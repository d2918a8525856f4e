//! Error types shared by the task handlers.
//!
//! Handlers return `Result<_, TaskError>`; entry points turn the error into
//! a `TaskResult::Error` so nothing crosses the boundary as a crash.

use serde::de::DeserializeOwned;
use std::io::Read;
use std::path::Path;
use thiserror::Error;

#[derive(Error, Debug)]
pub enum TaskError {
    /// A referenced input (snapshot, config file, prompt) does not exist.
    #[error("{0}")]
    NotFound(String),

    /// A parameter is missing or out of range.
    #[error("{0}")]
    Validation(String),

    /// An input document exists but cannot be understood.
    #[error("{0}")]
    Malformed(String),

    /// An external collaborator (API, git) failed.
    #[error("{0}")]
    Collaborator(String),

    #[error("{context}: {source}")]
    Io {
        context: String,
        #[source]
        source: std::io::Error,
    },
}

impl TaskError {
    pub fn io(context: impl Into<String>, source: std::io::Error) -> Self {
        TaskError::Io {
            context: context.into(),
            source,
        }
    }

    /// Short machine-friendly name of the error class.
    pub fn kind(&self) -> &'static str {
        match self {
            TaskError::NotFound(_) => "not_found",
            TaskError::Validation(_) => "validation",
            TaskError::Malformed(_) => "malformed",
            TaskError::Collaborator(_) => "collaborator",
            TaskError::Io { .. } => "io",
        }
    }
}

impl From<git2::Error> for TaskError {
    fn from(e: git2::Error) -> Self {
        TaskError::Collaborator(format!("git: {}", e.message()))
    }
}

pub type TaskOutput<T> = std::result::Result<T, TaskError>;

/// Read a file to a string, mapping a missing file to `NotFound`.
pub fn read_input(path: &Path, what: &str) -> TaskOutput<String> {
    if !path.exists() {
        return Err(TaskError::NotFound(format!(
            "{} not found: {}",
            what,
            path.display()
        )));
    }
    std::fs::read_to_string(path)
        .map_err(|e| TaskError::io(format!("Failed to read {}", path.display()), e))
}

/// Read a JSON request document from a file, or stdin for `-`.
pub fn read_request<T: DeserializeOwned>(path: &Path) -> TaskOutput<T> {
    let content = if path == Path::new("-") {
        let mut buf = String::new();
        std::io::stdin()
            .read_to_string(&mut buf)
            .map_err(|e| TaskError::io("Failed to read request from stdin", e))?;
        buf
    } else {
        read_input(path, "Request file")?
    };

    parse_request(&content)
}

pub fn parse_request<T: DeserializeOwned>(content: &str) -> TaskOutput<T> {
    serde_json::from_str(content)
        .map_err(|e| TaskError::Malformed(format!("Request is not valid JSON: {}", e)))
}

#[cfg(test)]
mod tests {
    use super::*;
    use tempfile::TempDir;

    #[test]
    fn test_read_input_missing_is_not_found() {
        let temp_dir = TempDir::new().unwrap();
        let err = read_input(&temp_dir.path().join("nope.json"), "Snapshot").unwrap_err();
        assert_eq!(err.kind(), "not_found");
        assert!(err.to_string().starts_with("Snapshot not found:"));
    }

    #[test]
    fn test_request_file_missing_is_not_found() {
        let temp_dir = TempDir::new().unwrap();
        let err = read_request::<serde_json::Value>(&temp_dir.path().join("req.json")).unwrap_err();
        assert_eq!(err.kind(), "not_found");
        assert!(err.to_string().starts_with("Request file not found:"));
    }

    #[test]
    fn test_invalid_request_json_is_malformed() {
        let temp_dir = TempDir::new().unwrap();
        let path = temp_dir.path().join("req.json");
        std::fs::write(&path, "{\"task\": ").unwrap();

        let err = read_request::<serde_json::Value>(&path).unwrap_err();
        assert_eq!(err.kind(), "malformed");
        assert!(err.to_string().starts_with("Request is not valid JSON"));
    }

    #[test]
    fn test_io_error_display_includes_context() {
        let err = TaskError::io(
            "Failed to write note",
            std::io::Error::new(std::io::ErrorKind::PermissionDenied, "denied"),
        );
        assert_eq!(err.to_string(), "Failed to write note: denied");
    }
}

************

**YOUR OBJECTIVE**
Find the string "TaskOutput" in the material above. Then copy each line that has it.

**SOLVED EXERCISE**
pub type TaskOutput<T> = std::result::Result<T, TaskError>;
pub fn read_input(path: &Path, what: &str) -> TaskOutput<String> {
pub fn read_request<T: DeserializeOwned>(path: &Path) -> TaskOutput<T> {
pub fn parse_request<T: DeserializeOwned>(content: &str) -> TaskOutput<T> {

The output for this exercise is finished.